[TRY IT]
Please copy each line in the records below that contains the string "patterns".

(Extracted records)
***

impl IpBlock {
  pub fn contains(&self, ip: &IpAddr) -> bool {
    match (self.addr, ip) {
      (IpAddr::V4(net), IpAddr::V4(ip)) => {
        let mask = if self.prefix == 0 {
          0
        } else {
          u32::MAX << (32 - self.prefix as u32)
        };
        (u32::from(net) & mask) == (u32::from(*ip) & mask)
      }
      (IpAddr::V6(net), IpAddr::V6(ip)) => {
        let mask = if self.prefix == 0 {
          0
        } else {
          u128::MAX << (128 - self.prefix as u32)
        };
        (u128::from(net) & mask) == (u128::from(*ip) & mask)
      }
      _ => false,
    }
  }
}

impl FromStr for IpBlock {
  type Err = AnyErr;

  fn from_str(s: &str) -> Result<Self, Self::Err> {
    let (addr, prefix) = match s.split_once('/') {
      Some((a, p)) => {
        let addr: IpAddr = a.parse()?;
        let prefix: u8 = p.parse()?;
        (addr, prefix)
      }
      None => {
        let addr: IpAddr = s.parse()?;
        let prefix = if addr.is_ipv4() { 32 } else { 128 };
        (addr, prefix)
      }
    };
    let max = if addr.is_ipv4() { 32 } else { 128 };
    if prefix > max {
      anyhow::bail!("invalid IP block prefix in {s:?}");
    }
    Ok(IpBlock { addr, prefix })
  }
}

impl std::fmt::Display for IpBlock {
  fn fmt(&self, f: &mut std::fmt::Formatter<'_>) -> std::fmt::Result {
    write!(f, "{}/{}", self.addr, self.prefix)
  }
}

impl Serialize for IpBlock {
  fn serialize<S: Serializer>(&self, serializer: S) -> Result<S::Ok, S::Error> {
    serializer.serialize_str(&self.to_string())
  }
}

impl<'de> Deserialize<'de> for IpBlock {
  fn deserialize<D: Deserializer<'de>>(deserializer: D) -> Result<Self, D::Error> {
    let s = String::deserialize(deserializer)?;
    s.parse().map_err(DeError::custom)
  }
}

// IP blocks }

// Hostnames {

/// Lowercased hostname patterns, exact (`"test.example.com"`) or
/// wildcard-prefixed (`"*.example.com"`, matching any depth of subdomain).
#[derive(Debug, Clone, Default, PartialEq, Eq, Serialize, Deserialize)]
#[serde(transparent)]
pub struct HostnameBlocklist {
  patterns: Vec<String>,
}

impl HostnameBlocklist {
  pub fn new(patterns: Vec<String>) -> AnyResult<Self> {
    let mut normalized = Vec::with_capacity(patterns.len());
    for p in patterns {
      let p = p.to_ascii_lowercase();
      let body = p.strip_prefix('*').unwrap_or(&p);
      if body.contains('*') {
        anyhow::bail!("wildcards are only allowed as a prefix, invalid pattern {p:?}");
      }
      normalized.push(p);
    }
    Ok(HostnameBlocklist {
      patterns: normalized,
    })
  }

  pub fn is_empty(&self) -> bool {
    self.patterns.is_empty()
  }

  pub fn matches(&self, hostname: &str) -> bool {
    let hostname = hostname.to_ascii_lowercase();
    self.patterns.iter().any(|p| match p.strip_prefix('*') {
      Some(suffix) => hostname.ends_with(suffix),
      None => hostname == *p,
    })
  }
}

/// A `hosts{}` override target: an IP with an optional fixed port.
#[derive(Debug, Clone, Copy, PartialEq, Eq)]
pub struct HostAddress {
  pub ip: IpAddr,
  pub port: Option<u16>,
}

impl FromStr for HostAddress {
  type Err = AnyErr;

  fn from_str(s: &str) -> Result<Self, Self::Err> {
    if let Ok(ip) = s.parse::<IpAddr>() {
      return Ok(HostAddress { ip, port: None });
    }
    let sock: std::net::SocketAddr = s
      .parse()
      .map_err(|_| anyhow::anyhow!("invalid host address {s:?}"))?;
    Ok(HostAddress {
      ip: sock.ip(),
      port: Some(sock.port()),
    })
  }
}

impl std::fmt::Display for HostAddress {
  fn fmt(&self, f: &mut std::fmt::Formatter<'_>) -> std::fmt::Result {
    match self.port {
      Some(port) => write!(f, "{}:{}", self.ip, port),
      None => write!(f, "{}", self.ip),
    }
  }
}

impl Serialize for HostAddress {
  fn serialize<S: Serializer>(&self, serializer: S) -> Result<S::Ok, S::Error> {
    serializer.serialize_str(&self.to_string())
  }
}

impl<'de> Deserialize<'de> for HostAddress {
  fn deserialize<D: Deserializer<'de>>(deserializer: D) -> Result<Self, D::Error> {
    let s = String::deserialize(deserializer)?;
    s.parse().map_err(DeError::custom)
  }
}

// Hostnames }

// Local IP pool {

/// The `localIPs` source-address pool: a comma-separated string of single
/// addresses and inclusive `a-b` ranges, or a plain JSON array of addresses.
/// VUs pick an address by id, wrapping around the pool.
#[derive(Debug, Clone, Default, PartialEq, Eq)]
pub struct IpPool {
  ips: Vec<IpAddr>,
}

impl IpPool {
  pub fn len(&self) -> usize {
    self.ips.len()
  }

  pub fn is_empty(&self) -> bool {
    self.ips.is_empty()
  }

  pub fn at(&self, index: u64) -> Option<IpAddr> {
    if self.ips.is_empty() {
      return None;
    }
    Some(self.ips[(index % self.ips.len() as u64) as usize])
  }
}

impl FromStr for IpPool {
  type Err = AnyErr;

  fn from_str(s: &str) -> Result<Self, Self::Err> {
    let mut ips = vec![];
    for part in s.split(',').map(str::trim).filter(|p| !p.is_empty()) {
      match part.split_once('-') {
        None => ips.push(part.parse::<IpAddr>()?),
        Some((lo, hi)) => {
          let lo: IpAddr = lo.trim().parse()?;
          let hi: IpAddr = hi.trim().parse()?;
          match (lo, hi) {
            (IpAddr::V4(lo), IpAddr::V4(hi)) => {
              let (lo, hi) = (u32::from(lo), u32::from(hi));
              if lo > hi {
                anyhow::bail!("invalid IP range {part:?}");
              }
              for ip in lo..=hi {
                ips.push(IpAddr::V4(ip.into()));
              }
            }
            _ => anyhow::bail!("only IPv4 ranges are supported, got {part:?}"),
          }
        }
      }
    }
    Ok(IpPool { ips })
  }
}

impl std::fmt::Display for IpPool {
  fn fmt(&self, f: &mut std::fmt::Formatter<'_>) -> std::fmt::Result {
    let parts: Vec<String> = self.ips.iter().map(|ip| ip.to_string()).collect();
    write!(f, "{}", parts.join(","))
  }
}

impl Serialize for IpPool {
  fn serialize<S: Serializer>(&self, serializer: S) -> Result<S::Ok, S::Error> {
    serializer.serialize_str(&self.to_string())
  }
}

impl<'de> Deserialize<'de> for IpPool {
  fn deserialize<D: Deserializer<'de>>(deserializer: D) -> Result<Self, D::Error> {
    let v = serde_json::Value::deserialize(deserializer)?;
    match v {
      serde_json::Value::String(s) => s.parse().map_err(DeError::custom),
      serde_json::Value::Array(items) => {
        let mut ips = vec![];
        for item in items {
          let s = item
            .as_str()
            .ok_or_else(|| DeError::custom("localIPs entries must be strings"))?;
          ips.push(s.parse::<IpAddr>().map_err(DeError::custom)?);
        }
        Ok(IpPool { ips })
      }
      other => Err(DeError::custom(format!(
        "invalid localIPs: {other}, expected a string or an array"
      ))),
    }
  }
}

// Local IP pool }

// DNS {

#[derive(Debug, Clone, Copy, PartialEq, Eq, Serialize, Deserialize)]
pub enum DnsSelect {
  #[serde(rename = "first")]
  First,
  #[serde(rename = "random")]
  Random,
  #[serde(rename = "roundRobin")]
  RoundRobin,
}

#[derive(Debug, Clone, Copy, PartialEq, Eq, Serialize, Deserialize)]
pub enum DnsPolicy {
  #[serde(rename = "preferIPv4")]
  PreferIPv4,
  #[serde(rename = "preferIPv6")]
  PreferIPv6,
  #[serde(rename = "onlyIPv4")]
  OnlyIPv4,
  #[serde(rename = "onlyIPv6")]
  OnlyIPv6,
  #[serde(rename = "any")]
  Any,
}

/// `dns{}` options: resolution cache TTL (`"inf"`, `"0"`, or a duration),
/// the record-selection strategy and the address-family policy.
///
/// Accepts either an object or the compact
/// `"ttl=5m,select=random,policy=any"` string form.
#[derive(Debug, Clone, Default, PartialEq, Serialize)]
pub struct DnsOptions {
  #[serde(skip_serializing_if = "Option::is_none")]
  pub ttl: Option<String>,
  #[serde(skip_serializing_if = "Option::is_none")]
  pub select: Option<DnsSelect>,
  #[serde(skip_serializing_if = "Option::is_none")]
  pub policy: Option<DnsPolicy>,
}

***

[OUTPUT OF THE TASK]
/// Lowercased hostname patterns, exact (`"test.example.com"`) or
  patterns: Vec<String>,
  pub fn new(patterns: Vec<String>) -> AnyResult<Self> {
    let mut normalized = Vec::with_capacity(patterns.len());
    for p in patterns {
      patterns: normalized,
    self.patterns.is_empty()
    self.patterns.iter().any(|p| match p.strip_prefix('*') {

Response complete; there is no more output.